= Beulah Normal and Theological Institute =

Beulah Normal and Theological Institute was the first Black school for educating teachers and preachers during the American Civil War and Reconstruction. It was founded in 1862 in Alexandria, Virginia by an African American preacher, Rev. Clem Robinson, as an upper division of "The First Select Colored School," in that city. This effort preceded any other Black theological or Normal school in the Reconstruction period.

Robinson founded several schools for contraband and freed slaves in Alexandria, Virginia in 1862. He was a native of Virginia, a graduate of Ashmun Institute (now Lincoln University) in Pennsylvania, and an ordained Baptist preacher serving in Philadelphia when he heard the call to head South to educate and preach to former slaves.

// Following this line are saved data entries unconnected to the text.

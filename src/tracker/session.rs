use rustfft::FftNum;

use crate::detector::yin::YinEstimator;
use crate::detector::PitchEstimator;
use crate::error::Result;
use crate::float::Float;
use crate::tracker::{PitchTracker, Reading, TrackerParameters};
use crate::utils::buffer::rms;
use crate::utils::note::{nearest_note, REFERENCE_FREQUENCY};

/// Nearest semitone and smoothed cents for a tracked frequency.
#[derive(Debug, Clone, Copy, PartialEq)]
pub struct NoteReading<T: Float> {
    pub note: i32,
    /// Unsmoothed offset from `note` in cents.
    pub raw_cents: T,
    /// Offset after the per-note deadzone smoother.
    pub cents: T,
}

/// Estimator and tracker wired together for one capture session.
///
/// Call [process][TrackingSession::process] from the capture callback once per block.
/// Callbacks must not overlap; the session is not meant to be shared between threads
/// while in use.
pub struct TrackingSession<T, E = YinEstimator<T>>
where
    T: Float + FftNum,
{
    estimator: E,
    tracker: PitchTracker<T>,
    reference: T,
}

impl<T> TrackingSession<T>
where
    T: Float + FftNum,
{
    /// A session with the default YIN estimator and tracker parameters.
    pub fn new() -> Self {
        TrackingSession {
            estimator: YinEstimator::new(),
            tracker: PitchTracker::new(),
            reference: T::lit(REFERENCE_FREQUENCY),
        }
    }
}

impl<T> Default for TrackingSession<T>
where
    T: Float + FftNum,
{
    fn default() -> Self {
        Self::new()
    }
}

impl<T, E> TrackingSession<T, E>
where
    T: Float + FftNum,
    E: PitchEstimator<T>,
{
    pub fn with_estimator(estimator: E, parameters: TrackerParameters) -> Result<Self> {
        Ok(TrackingSession {
            estimator,
            tracker: PitchTracker::with_parameters(parameters)?,
            reference: T::lit(REFERENCE_FREQUENCY),
        })
    }

    /// Use `reference` Hz for A4 when mapping frequencies to notes.
    pub fn with_reference(mut self, reference: T) -> Self {
        self.reference = reference;
        self
    }

    pub fn tracker(&self) -> &PitchTracker<T> {
        &self.tracker
    }

    pub fn estimator_mut(&mut self) -> &mut E {
        &mut self.estimator
    }

    /// Estimate and track one block. The block's RMS is used as amplitude unless the
    /// capture side supplies one.
    pub fn process(&mut self, block: &[T], sample_rate: usize, amplitude: Option<T>) -> Result<Reading<T>> {
        let amplitude = amplitude.unwrap_or_else(|| rms(block));
        let raw = self.estimator.estimate(block, sample_rate)?;
        Ok(self.tracker.update(raw, amplitude))
    }

    /// Smooth cents for a caller-computed note index.
    pub fn smoothed_cents(&mut self, note: i32, raw_cents: T) -> T {
        self.tracker.smooth_cents(note, raw_cents)
    }

    /// Map `frequency` (normally [Reading::frequency]) to its nearest note and smooth
    /// the cents offset.
    pub fn note_reading(&mut self, frequency: T) -> Option<NoteReading<T>> {
        let nearest = nearest_note(frequency, self.reference)?;
        let cents = self.tracker.smooth_cents(nearest.note, nearest.cents);
        Some(NoteReading {
            note: nearest.note,
            raw_cents: nearest.cents,
            cents,
        })
    }

    /// End of capture: forget all smoothing state.
    pub fn reset(&mut self) {
        self.tracker.reset();
    }
}
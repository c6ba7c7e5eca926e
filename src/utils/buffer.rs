use rustfft::num_complex::Complex;
use rustfft::num_traits::Zero;

use crate::float::Float;

pub fn new_real_buffer<T: Float>(size: usize) -> Vec<T> {
    vec![T::zero(); size]
}

pub fn new_complex_buffer<T: Float>(size: usize) -> Vec<Complex<T>> {
    vec![Complex::zero(); size]
}

/// Copy `input` into the real part of `output`, zero-padding the remainder.
pub fn copy_real_to_complex<T: Float>(input: &[T], output: &mut [Complex<T>]) {
    assert!(input.len() <= output.len());
    input.iter().zip(output.iter_mut()).for_each(|(i, o)| {
        o.re = *i;
        o.im = T::zero();
    });
    output[input.len()..]
        .iter_mut()
        .for_each(|o| *o = Complex::zero())
}

/// Copy the real part of `input` into `output`, zero-padding the remainder.
pub fn copy_complex_to_real<T: Float>(input: &[Complex<T>], output: &mut [T]) {
    let n = input.len().min(output.len());
    input[..n]
        .iter()
        .zip(output.iter_mut())
        .for_each(|(i, o)| *o = i.re);
    output[n..].iter_mut().for_each(|o| *o = T::zero());
}

/// Compute the sum of the square of each element of `arr`.
pub fn square_sum<T: Float>(arr: &[T]) -> T {
    arr.iter().map(|&s| s * s).sum::<T>()
}

/// Root mean square of `arr`; zero for an empty slice.
///
/// This is the block amplitude the tracker gates on when the capture side
/// does not supply one.
pub fn rms<T: Float>(arr: &[T]) -> T {
    if arr.is_empty() {
        return T::zero();
    }
    (square_sum(arr) / T::from_len(arr.len())).sqrt()
}

#[cfg(test)]
mod tests {
    use super::*;

    #[test]
    fn rms_of_square_wave_is_amplitude() {
        let signal: Vec<f64> = (0..64).map(|i| if i % 2 == 0 { 0.5 } else { -0.5 }).collect();
        assert!((rms(&signal) - 0.5).abs() < 1e-12);
        assert_eq!(rms::<f32>(&[]), 0.0);
    }

    #[test]
    fn complex_round_trip_truncates_and_pads() {
        let signal: Vec<f64> = vec![1., 2., 3.];
        let mut complex = new_complex_buffer(4);
        copy_real_to_complex(&signal, &mut complex);
        assert_eq!(complex[3], Complex::zero());

        let mut real = vec![9.; 5];
        copy_complex_to_real(&complex[..2], &mut real);
        assert_eq!(real, vec![1., 2., 0., 0., 0.]);
    }
}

He left for Alexandria as soon as it was open to educators who could serve the hundreds of contraband or freed ex-slaves in the city. He opened the "First Select Colored School" for elementary and high school students, with help from Black colleagues Mrs. Robinson, Miss Amanda Borden, and Rev. George Washington Parker. Their efforts were supported by the Baptist Free Mission Society of New York, Philadelphia donors, and in time the American Baptist Home Missionary Society. The primary school quickly grew to over 700 students, a night school served working adults, and an upper school served those with some education. Rev's Robinson and Parker assisted the efforts of other pioneers for Black education in Alexandria, like the white New England missionaries Harriet Jacobs and Julia Wilbur.

After founding the Beulah Baptist Church in 1863, Robinson renamed the upper school "The Beulah Normal and Theological Institute," and this grew to 87 students by 1867. Numerous Baptist educators, pastors, and missionaries graduated from his institute. By early 1869, Beulah Normal and Theological reported more ministerial students (30) than any other Baptist school in the South. The school declined over the next few years, however, as northern missionary societies and donors shifted their money to white-run normal and theological schools, like Wayland-VUU, Howard, and Hampton. Robinson's school closed by 1870, due to lack of northern mission boards support, and the rise of free public schools, but he continued to work for African American education through the "First Free School Society of Alexandria" with noted Black politician George Lewis Seaton. He left Beulah Baptist Church in 1875, but continued to work and live in the D.C. region for the rest of the century.